--- Records supplied ---
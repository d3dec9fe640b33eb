//! Wall-clock sources for timers.
//!
//! The runtime never sleeps; timers compare the clock against a start time captured on their
//! first resumption. Accuracy is therefore bounded by how often the host ticks.

use std::cell::Cell;
use std::rc::Rc;
use std::time::{Duration, Instant};

/// A monotonic clock measured from an arbitrary origin.
pub trait Clock {
    fn now(&self) -> Duration;
}

/// Reads [`Instant::now`] relative to the moment the clock was created.
#[derive(Debug, Clone, Copy)]
pub struct SystemClock {
    origin: Instant,
}

impl SystemClock {
    pub fn new() -> Self {
        Self {
            origin: Instant::now(),
        }
    }
}

impl Default for SystemClock {
    fn default() -> Self {
        Self::new()
    }
}

impl Clock for SystemClock {
    fn now(&self) -> Duration {
        self.origin.elapsed()
    }
}

/// A clock that only moves when told to.
///
/// Clones share the same time, so a test can keep one handle and give another to the
/// runtime.
///
/// ```ignore
/// let clock = ManualClock::new();
/// let rt = RuntimeBuilder::new().clock(clock.clone()).build();
/// clock.advance(Duration::from_millis(10));
/// ```
#[derive(Debug, Clone, Default)]
pub struct ManualClock {
    now: Rc<Cell<Duration>>,
}

impl ManualClock {
    pub fn new() -> Self {
        Self::default()
    }

    pub fn advance(&self, by: Duration) {
        self.now.set(self.now.get() + by);
    }

    pub fn set(&self, now: Duration) {
        self.now.set(now);
    }
}

impl Clock for ManualClock {
    fn now(&self) -> Duration {
        self.now.get()
    }
}
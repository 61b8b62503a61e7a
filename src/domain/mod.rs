// SPDX-License-Identifier: MPL-2.0
//! Domain layer - Core value objects with ZERO external dependencies.
//!
//! This module contains pure domain types and their validation rules.
//! It has no dependencies on external crates (except `std`) to ensure
//! testability and architectural purity.
//!
//! # Modules
//!
//! - [`ui`]: UI value objects ([`Capacity`](ui::newtypes::Capacity),
//!   [`IdleTimeout`](ui::newtypes::IdleTimeout), [`TickInterval`](ui::newtypes::TickInterval))

pub mod ui;
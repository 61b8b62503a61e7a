// SPDX-License-Identifier: MPL-2.0
#![doc = r#"
# Design Tokens

This module defines the design tokens used by the notification overlay,
following the W3C Design Tokens standard.

## Organization

- **Palette**: Base colors
- **Opacity**: Standardized opacity levels
- **Spacing**: Spacing scale (8px grid)
- **Sizing**: Component sizes
- **Typography**: Font size scale
- **Border**: Border width scale
- **Radius**: Border radii
- **Shadow**: Shadow definitions

## Examples

```
use notification_stack::ui::design_tokens::{palette, spacing, opacity};
use iced::Color;

// Create a hover color
let hover_bg = Color {
    a: opacity::OVERLAY_SUBTLE,
    ..palette::GRAY_400
};

// Use the spacing scale
let padding = spacing::MD; // 16px
```
"#]

use iced::Color;

// ============================================================================
// Color Palette
// ============================================================================

pub mod palette {
    use super::Color;

    // Grayscale
    pub const GRAY_400: Color = Color::from_rgb(0.4, 0.4, 0.4);

    // Brand colors
    pub const PRIMARY_500: Color = Color::from_rgb(0.3, 0.6, 0.9); // Primary blue

    // Semantic colors
    pub const SUCCESS_500: Color = Color::from_rgb(0.263, 0.702, 0.404);
    pub const INFO_500: Color = Color::from_rgb(0.392, 0.588, 1.0);
}

// ============================================================================
// Opacity Scale
// ============================================================================

pub mod opacity {
    pub const OVERLAY_SUBTLE: f32 = 0.2;
    pub const OVERLAY_MEDIUM: f32 = 0.5;
}

// ============================================================================
// Spacing Scale (8px baseline grid)
// ============================================================================

pub mod spacing {
    pub const XXS: f32 = 4.0; // 0.5 unit
    pub const XS: f32 = 8.0; // 1 unit
    pub const SM: f32 = 12.0; // 1.5 units
    pub const MD: f32 = 16.0; // 2 units
    pub const LG: f32 = 24.0; // 3 units
}

// ============================================================================
// Sizing Scale
// ============================================================================

pub mod sizing {
    pub const TOAST_WIDTH: f32 = 320.0;
    /// Height of the pointer zone per card while the stack is hidden
    pub const TOAST_HOVER_HEIGHT: f32 = 56.0;
}

// ============================================================================
// Typography Scale
// ============================================================================

pub mod typography {
    /// Medium title - Demo window heading
    pub const TITLE_MD: f32 = 20.0;

    /// Standard body - Card titles, button labels
    pub const BODY: f32 = 14.0;

    /// Caption - Card details, secondary actions
    pub const CAPTION: f32 = 12.0;
}

// ============================================================================
// Border Scale
// ============================================================================

pub mod border {
    /// Medium border - Toast accents
    pub const WIDTH_MD: f32 = 2.0;
}

// ============================================================================
// Border Radius Scale
// ============================================================================

pub mod radius {
    pub const SM: f32 = 4.0;
    pub const MD: f32 = 8.0;
}

// ============================================================================
// Shadow Definitions
// ============================================================================

pub mod shadow {
    use iced::{Color, Shadow, Vector};

    pub const NONE: Shadow = Shadow {
        color: Color::BLACK,
        offset: Vector::ZERO,
        blur_radius: 0.0,
    };

    pub const MD: Shadow = Shadow {
        color: Color::BLACK,
        offset: Vector { x: 0.0, y: 4.0 },
        blur_radius: 8.0,
    };
}

// ============================================================================
// Compile-time Validation
// ============================================================================

const _: () = {
    // Spacing validation
    assert!(spacing::XXS > 0.0);
    assert!(spacing::XS > spacing::XXS);
    assert!(spacing::SM > spacing::XS);
    assert!(spacing::MD > spacing::SM);
    assert!(spacing::LG > spacing::MD);

    // Opacity validation
    assert!(opacity::OVERLAY_SUBTLE > 0.0);
    assert!(opacity::OVERLAY_SUBTLE < opacity::OVERLAY_MEDIUM);
    assert!(opacity::OVERLAY_MEDIUM < 1.0);

    // Sizing validation
    assert!(sizing::TOAST_HOVER_HEIGHT > 0.0);

    // Typography validation
    assert!(typography::TITLE_MD > typography::BODY);
    assert!(typography::BODY > typography::CAPTION);
};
---
Quote all the records exactly, please, leaving none out.

#### [Answer for the task]
repository d3dec9fe640b33eb
//! Wall-clock sources for timers.
//!
//! The runtime never sleeps; timers compare the clock against a start time captured on their
//! first resumption. Accuracy is therefore bounded by how often the host ticks.

use std::cell::Cell;
use std::rc::Rc;
use std::time::{Duration, Instant};

/// A monotonic clock measured from an arbitrary origin.
pub trait Clock {
    fn now(&self) -> Duration;
}

/// Reads [`Instant::now`] relative to the moment the clock was created.
#[derive(Debug, Clone, Copy)]
pub struct SystemClock {
    origin: Instant,
}

impl SystemClock {
    pub fn new() -> Self {
        Self {
            origin: Instant::now(),
        }
    }
}

impl Default for SystemClock {
    fn default() -> Self {
        Self::new()
    }
}

impl Clock for SystemClock {
    fn now(&self) -> Duration {
        self.origin.elapsed()
    }
}

/// A clock that only moves when told to.
///
/// Clones share the same time, so a test can keep one handle and give another to the
/// runtime.
///
/// ```ignore
/// let clock = ManualClock::new();
/// let rt = RuntimeBuilder::new().clock(clock.clone()).build();
/// clock.advance(Duration::from_millis(10));
/// ```
#[derive(Debug, Clone, Default)]
pub struct ManualClock {
    now: Rc<Cell<Duration>>,
}

impl ManualClock {
    pub fn new() -> Self {
        Self::default()
    }

    pub fn advance(&self, by: Duration) {
        self.now.set(self.now.get() + by);
    }

    pub fn set(&self, now: Duration) {
        self.now.set(now);
    }
}

impl Clock for ManualClock {
    fn now(&self) -> Duration {
        self.now.get()
    }
}
repository 61b8b62503a61e7a
filename src/domain/mod.rs
// SPDX-License-Identifier: MPL-2.0
//! Domain layer - Core value objects with ZERO external dependencies.
//!
//! This module contains pure domain types and their validation rules.
//! It has no dependencies on external crates (except `std`) to ensure
//! testability and architectural purity.
//!
//! # Modules
//!
//! - [`ui`]: UI value objects ([`Capacity`](ui::newtypes::Capacity),
//!   [`IdleTimeout`](ui::newtypes::IdleTimeout), [`TickInterval`](ui::newtypes::TickInterval))

pub mod ui;
repository 61b8b62503a61e7a
// SPDX-License-Identifier: MPL-2.0
#![doc = r#"
# Design Tokens

This module defines the design tokens used by the notification overlay,
following the W3C Design Tokens standard.

## Organization

- **Palette**: Base colors
- **Opacity**: Standardized opacity levels
- **Spacing**: Spacing scale (8px grid)
- **Sizing**: Component sizes
- **Typography**: Font size scale
- **Border**: Border width scale
- **Radius**: Border radii
- **Shadow**: Shadow definitions

## Examples

```
use notification_stack::ui::design_tokens::{palette, spacing, opacity};
use iced::Color;

// Create a hover color
let hover_bg = Color {
    a: opacity::OVERLAY_SUBTLE,
    ..palette::GRAY_400
};

// Use the spacing scale
let padding = spacing::MD; // 16px
```
"#]

use iced::Color;

// ============================================================================
// Color Palette
// ============================================================================

pub mod palette {
    use super::Color;

    // Grayscale
    pub const GRAY_400: Color = Color::from_rgb(0.4, 0.4, 0.4);

    // Brand colors
    pub const PRIMARY_500: Color = Color::from_rgb(0.3, 0.6, 0.9); // Primary blue

    // Semantic colors
    pub const SUCCESS_500: Color = Color::from_rgb(0.263, 0.702, 0.404);
    pub const INFO_500: Color = Color::from_rgb(0.392, 0.588, 1.0);
}

// ============================================================================
// Opacity Scale
// ============================================================================

pub mod opacity {
    pub const OVERLAY_SUBTLE: f32 = 0.2;
    pub const OVERLAY_MEDIUM: f32 = 0.5;
}

// ============================================================================
// Spacing Scale (8px baseline grid)
// ============================================================================

pub mod spacing {
    pub const XXS: f32 = 4.0; // 0.5 unit
    pub const XS: f32 = 8.0; // 1 unit
    pub const SM: f32 = 12.0; // 1.5 units
    pub const MD: f32 = 16.0; // 2 units
    pub const LG: f32 = 24.0; // 3 units
}

// ============================================================================
// Sizing Scale
// ============================================================================

pub mod sizing {
    pub const TOAST_WIDTH: f32 = 320.0;
    /// Height of the pointer zone per card while the stack is hidden
    pub const TOAST_HOVER_HEIGHT: f32 = 56.0;
}

// ============================================================================
// Typography Scale
// ============================================================================

pub mod typography {
    /// Medium title - Demo window heading
    pub const TITLE_MD: f32 = 20.0;

    /// Standard body - Card titles, button labels
    pub const BODY: f32 = 14.0;

    /// Caption - Card details, secondary actions
    pub const CAPTION: f32 = 12.0;
}

// ============================================================================
// Border Scale
// ============================================================================

pub mod border {
    /// Medium border - Toast accents
    pub const WIDTH_MD: f32 = 2.0;
}

// ============================================================================
// Border Radius Scale
// ============================================================================

pub mod radius {
    pub const SM: f32 = 4.0;
    pub const MD: f32 = 8.0;
}

// ============================================================================
// Shadow Definitions
// ============================================================================

pub mod shadow {
    use iced::{Color, Shadow, Vector};

    pub const NONE: Shadow = Shadow {
        color: Color::BLACK,
        offset: Vector::ZERO,
        blur_radius: 0.0,
    };

    pub const MD: Shadow = Shadow {
        color: Color::BLACK,
        offset: Vector { x: 0.0, y: 4.0 },
        blur_radius: 8.0,
    };
}

// ============================================================================
// Compile-time Validation
// ============================================================================

const _: () = {
    // Spacing validation
    assert!(spacing::XXS > 0.0);
    assert!(spacing::XS > spacing::XXS);
    assert!(spacing::SM > spacing::XS);
    assert!(spacing::MD > spacing::SM);
    assert!(spacing::LG > spacing::MD);

    // Opacity validation
    assert!(opacity::OVERLAY_SUBTLE > 0.0);
    assert!(opacity::OVERLAY_SUBTLE < opacity::OVERLAY_MEDIUM);
    assert!(opacity::OVERLAY_MEDIUM < 1.0);

    // Sizing validation
    assert!(sizing::TOAST_HOVER_HEIGHT > 0.0);

    // Typography validation
    assert!(typography::TITLE_MD > typography::BODY);
    assert!(typography::BODY > typography::CAPTION);
};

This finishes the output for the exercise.